Brief:
Within the entries below, find the portion that opens with the line containing "self.sin.get(usr).copied().unwrap_or_default()" and closes with the line containing "fn auth(&self, caller: &Address)". Retype that portion exactly and only.

=== Begin Enclosure ===

impl Vat {
    pub fn new(address: Address, deployer: Address) -> Self {
        log::info!("✅ Vat {address:?} deployed by {deployer:?}");
        Self {
            address,
            wards: Wards::with(deployer),
            can: BTreeMap::new(),
            ilks: BTreeMap::new(),
            urns: BTreeMap::new(),
            gem: BTreeMap::new(),
            sikka: BTreeMap::new(),
            sin: BTreeMap::new(),
            debt: Rad::zero(),
            vice: Rad::zero(),
            global_line: Rad::zero(),
            live: true,
        }
    }

    // --- Views ---

    pub fn address(&self) -> Address {
        self.address
    }

    pub fn wards(&self) -> &Wards {
        &self.wards
    }

    pub fn live(&self) -> bool {
        self.live
    }

    pub fn debt(&self) -> Rad {
        self.debt
    }

    pub fn vice(&self) -> Rad {
        self.vice
    }

    pub fn global_line(&self) -> Rad {
        self.global_line
    }

    pub fn ilk(&self, ilk: &IlkId) -> Ilk {
        self.ilks.get(ilk).copied().unwrap_or_default()
    }

    pub fn ilks(&self) -> impl Iterator<Item = (&IlkId, &Ilk)> {
        self.ilks.iter()
    }

    pub fn urn(&self, ilk: &IlkId, usr: &Address) -> Urn {
        self.urns
            .get(ilk)
            .and_then(|urns| urns.get(usr))
            .copied()
            .unwrap_or_default()
    }

    /// Every urn with a non-zero position, in deterministic order.
    pub fn urns(&self) -> impl Iterator<Item = (IlkId, Address, Urn)> + '_ {
        self.urns.iter().flat_map(|(ilk, urns)| {
            urns.iter()
                .filter(|(_, urn)| !urn.ink.is_zero() || !urn.art.is_zero())
                .map(move |(usr, urn)| (*ilk, *usr, *urn))
        })
    }

    pub fn gem(&self, ilk: &IlkId, usr: &Address) -> Wad {
        self.gem
            .get(ilk)
            .and_then(|gems| gems.get(usr))
            .copied()
            .unwrap_or_default()
    }

    pub fn sikka(&self, usr: &Address) -> Rad {
        self.sikka.get(usr).copied().unwrap_or_default()
    }

    pub fn sin(&self, usr: &Address) -> Rad {
        self.sin.get(usr).copied().unwrap_or_default()
    }

    /// Whether `usr` may act on behalf of `bit`.
    pub fn can(&self, bit: &Address, usr: &Address) -> bool {
        bit == usr || self.can.get(bit).is_some_and(|allowed| allowed.contains(usr))
    }

    // --- Administration ---

    fn auth(&self, caller: &Address) -> Result<(), VatError> {
        require!(self.wards.is_ward(caller), VatError::NotAuthorized);
        Ok(())
    }

    pub fn rely(&mut self, caller: Address, usr: Address) -> Result<(), VatError> {
        self.auth(&caller)?;
        require!(self.live, VatError::NotLive);
        self.wards.rely(usr);
        log::debug!("Vat rely {usr:?}");
        Ok(())
    }

    pub fn deny(&mut self, caller: Address, usr: Address) -> Result<(), VatError> {
        self.auth(&caller)?;
        require!(self.live, VatError::NotLive);
        self.wards.deny(&usr);
        log::debug!("Vat deny {usr:?}");
        Ok(())
    }

    pub fn hope(&mut self, caller: Address, usr: Address) {
        self.can.entry(caller).or_default().insert(usr);
    }

    pub fn nope(&mut self, caller: Address, usr: Address) {
        if let Some(allowed) = self.can.get_mut(&caller) {
            allowed.remove(&usr);
        }
    }

    pub fn init(&mut self, caller: Address, ilk: IlkId) -> Result<(), VatError> {
        self.auth(&caller)?;
        let entry = self.ilks.entry(ilk).or_default();
        require!(!entry.is_initialized(), VatError::IlkAlreadyInit);
        entry.rate = Ray::one();
        log::info!("✅ Vat ilk {ilk} initialized");
        Ok(())
    }

    /// Sets a global parameter. Recognised: `Line` (rad).
    pub fn file(&mut self, caller: Address, what: &str, data: U256) -> Result<(), VatError> {
        self.auth(&caller)?;
        require!(self.live, VatError::NotLive);
        match GlobalParam::parse(what)? {
            GlobalParam::Line => self.global_line = Rad(data),
        }
        log::debug!("Vat file {what} = {data}");
        Ok(())
    }

    /// Sets a per-ilk parameter. Recognised: `spot` (ray), `line` (rad), `dust` (rad).
    pub fn file_ilk(
        &mut self,
        caller: Address,
        ilk: IlkId,
        what: &str,
        data: U256,
    ) -> Result<(), VatError> {
        self.auth(&caller)?;
        require!(self.live, VatError::NotLive);
        let param = IlkParam::parse(what)?;
        let entry = self.ilks.entry(ilk).or_default();
        match param {
            IlkParam::Spot => entry.spot = Ray(data),
            IlkParam::Line => entry.line = Rad(data),
            IlkParam::Dust => entry.dust = Rad(data),
        }
        log::debug!("Vat file {ilk}.{what} = {data}");
        Ok(())
    }

    pub fn cage(&mut self, caller: Address) -> Result<(), VatError> {
        self.auth(&caller)?;
        self.live = false;
        log::warn!("Vat caged");
        Ok(())
    }

    // --- Balances ---

    fn set_gem(&mut self, ilk: IlkId, usr: Address, wad: Wad) {
        self.gem.entry(ilk).or_default().insert(usr, wad);
    }

    fn set_urn(&mut self, ilk: IlkId, usr: Address, urn: Urn) {
        self.urns.entry(ilk).or_default().insert(usr, urn);
    }

    /// Credits or debits unlocked collateral. Used by collateral joins.
    pub fn slip(
        &mut self,
        caller: Address,
        ilk: IlkId,
        usr: Address,
        wad: i128,
    ) -> Result<(), VatError> {
        self.auth(&caller)?;
        let gem = self.gem(&ilk, &usr).add_signed(wad)?;
        self.set_gem(ilk, usr, gem);
        Ok(())
    }

    /// Moves unlocked collateral between addresses.
    pub fn flux(
        &mut self,
        caller: Address,
        ilk: IlkId,
        src: Address,
        dst: Address,
        wad: Wad,
    ) -> Result<(), VatError> {
        require!(self.can(&src, &caller), VatError::NotAllowed);
        let src_gem = self.gem(&ilk, &src).checked_sub(wad)?;
        let dst_gem = (if src == dst { src_gem } else { self.gem(&ilk, &dst) }).checked_add(wad)?;
        self.set_gem(ilk, src, src_gem);
        self.set_gem(ilk, dst, dst_gem);
        Ok(())
    }

    /// Moves internal sikka between addresses.
    pub fn move_sikka(
        &mut self,
        caller: Address,
        src: Address,
        dst: Address,
        rad: Rad,
    ) -> Result<(), VatError> {
        require!(self.can(&src, &caller), VatError::NotAllowed);
        let src_sikka = self.sikka(&src).checked_sub(rad)?;
        let dst_sikka = (if src == dst { src_sikka } else { self.sikka(&dst) }).checked_add(rad)?;
        self.sikka.insert(src, src_sikka);
        self.sikka.insert(dst, dst_sikka);
        Ok(())
    }

    // --- Vault manipulation ---

    /// Locks or frees collateral and draws or wipes debt on the urn `(ilk, u)`,
    /// taking collateral from `v` and sending sikka to `w`.
    #[allow(clippy::too_many_arguments)]
    pub fn frob(
        &mut self,
        caller: Address,
        ilk: IlkId,
        u: Address,
        v: Address,
        w: Address,
        dink: i128,
        dart: i128,
    ) -> Result<(), VatError> {
        require!(self.live, VatError::NotLive);
        let current = self.ilk(&ilk);
        require!(current.is_initialized(), VatError::IlkNotInit);

        let less_risky = dart <= 0 && dink >= 0;
        require!(less_risky || self.can(&u, &caller), VatError::NotAllowedU);
        require!(dink <= 0 || self.can(&v, &caller), VatError::NotAllowedV);
        require!(dart >= 0 || self.can(&w, &caller), VatError::NotAllowedW);

        let (urn, next, dtab) = shift(self.urn(&ilk, &u), &current, dink, dart)?;
        let tab = urn.art.mul_ray(next.rate)?;
        let debt = dtab.add_to(self.debt)?;

        if dart > 0 {
            let ilk_debt = next.total_art.mul_ray(next.rate)?;
            require!(
                ilk_debt <= next.line && debt <= self.global_line,
                VatError::CeilingExceeded
            );
        }
        require!(less_risky || tab <= urn.ink.mul_ray(next.spot)?, VatError::NotSafe);
        require!(urn.art.is_zero() || tab >= next.dust, VatError::Dust);

        let gem = self.gem(&ilk, &v).add_signed(neg(dink)?)?;
        let sikka = dtab.add_to(self.sikka(&w))?;

        self.set_gem(ilk, v, gem);
        self.sikka.insert(w, sikka);
        self.set_urn(ilk, u, urn);
        self.ilks.insert(ilk, next);
        self.debt = debt;
        log::debug!("Vat frob {ilk} {u:?} dink={dink} dart={dart}");
        Ok(())
    }

    /// Transfers collateral and debt between two urns of the same ilk.
    /// Both sides must consent and both must end up safe and not dusty.
    pub fn fork(
        &mut self,
        caller: Address,
        ilk: IlkId,
        src: Address,
        dst: Address,
        dink: i128,
        dart: i128,
    ) -> Result<(), VatError> {
        require!(
            self.can(&src, &caller) && self.can(&dst, &caller),
            VatError::NotAllowed
        );
        let current = self.ilk(&ilk);
        let from = self.urn(&ilk, &src);
        let from = Urn {
            ink: from.ink.add_signed(neg(dink)?)?,
            art: from.art.add_signed(neg(dart)?)?,
        };
        let to = if src == dst { from } else { self.urn(&ilk, &dst) };
        let to = Urn {
            ink: to.ink.add_signed(dink)?,
            art: to.art.add_signed(dart)?,
        };
        let from_tab = from.art.mul_ray(current.rate)?;
        let to_tab = to.art.mul_ray(current.rate)?;

        require!(from_tab <= from.ink.mul_ray(current.spot)?, VatError::NotSafeSrc);
        require!(to_tab <= to.ink.mul_ray(current.spot)?, VatError::NotSafeDst);
        require!(from.art.is_zero() || from_tab >= current.dust, VatError::DustSrc);
        require!(to.art.is_zero() || to_tab >= current.dust, VatError::DustDst);

        self.set_urn(ilk, src, from);
        self.set_urn(ilk, dst, to);
        Ok(())
    }

    /// Confiscates collateral and debt from an urn without any safety check,
    /// booking the debt as `sin` against `w`. Liquidation only.
    #[allow(clippy::too_many_arguments)]
    pub fn grab(
        &mut self,
        caller: Address,
        ilk: IlkId,
        u: Address,
        v: Address,
        w: Address,
        dink: i128,
        dart: i128,
    ) -> Result<(), VatError> {
        self.auth(&caller)?;
        let current = self.ilk(&ilk);
        require!(current.is_initialized(), VatError::IlkNotInit);

        let (urn, next, dtab) = shift(self.urn(&ilk, &u), &current, dink, dart)?;
        let gem = self.gem(&ilk, &v).add_signed(neg(dink)?)?;
        let sin = dtab.sub_from(self.sin(&w))?;
        let vice = dtab.sub_from(self.vice)?;

        self.set_urn(ilk, u, urn);
        self.ilks.insert(ilk, next);
        self.set_gem(ilk, v, gem);
        self.sin.insert(w, sin);
        self.vice = vice;
        log::debug!("Vat grab {ilk} {u:?} dink={dink} dart={dart}");
        Ok(())
    }

    // --- Settlement ---

    /// Cancels the caller's own bad debt against its own sikka.
    pub fn heal(&mut self, caller: Address, rad: Rad) -> Result<(), VatError> {
        let sin = self.sin(&caller).checked_sub(rad)?;
        let sikka = self.sikka(&caller).checked_sub(rad)?;
        let vice = self.vice.checked_sub(rad)?;
        let debt = self.debt.checked_sub(rad)?;

        self.sin.insert(caller, sin);
        self.sikka.insert(caller, sikka);
        self.vice = vice;
        self.debt = debt;
        log::debug!("Vat heal {caller:?} {rad}");
        Ok(())
    }

    /// Mints unbacked sikka to `v`, booking matching bad debt against `u`.
    pub fn suck(
        &mut self,
        caller: Address,
        u: Address,
        v: Address,
        rad: Rad,
    ) -> Result<(), VatError> {
        self.auth(&caller)?;
        let sin = self.sin(&u).checked_add(rad)?;
        let sikka = self.sikka(&v).checked_add(rad)?;
        let vice = self.vice.checked_add(rad)?;
        let debt = self.debt.checked_add(rad)?;

        self.sin.insert(u, sin);
        self.sikka.insert(v, sikka);
        self.vice = vice;
        self.debt = debt;
        Ok(())
    }

    // --- Rates ---

    /// Adjusts an ilk's rate by `rate` and credits the resulting fee,
    /// `Art * rate`, to `u`.
    pub fn fold(
        &mut self,
        caller: Address,
        ilk: IlkId,
        u: Address,
        rate: i128,
    ) -> Result<(), VatError> {
        self.auth(&caller)?;
        require!(self.live, VatError::NotLive);
        let mut current = self.ilk(&ilk);
        require!(current.is_initialized(), VatError::IlkNotInit);

        let rad = SignedRad::product(rate, current.total_art.raw())?;
        current.rate = current.rate.add_signed(rate)?;
        let sikka = rad.add_to(self.sikka(&u))?;
        let debt = rad.add_to(self.debt)?;

        self.ilks.insert(ilk, current);
        self.sikka.insert(u, sikka);
        self.debt = debt;
        log::debug!("Vat fold {ilk} rate={} delta={rate}", current.rate);
        Ok(())
    }
}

=== End Enclosure ===

Output below:
        self.sin.get(usr).copied().unwrap_or_default()
    }

    /// Whether `usr` may act on behalf of `bit`.
    pub fn can(&self, bit: &Address, usr: &Address) -> bool {
        bit == usr || self.can.get(bit).is_some_and(|allowed| allowed.contains(usr))
    }

    // --- Administration ---

    fn auth(&self, caller: &Address) -> Result<(), VatError> {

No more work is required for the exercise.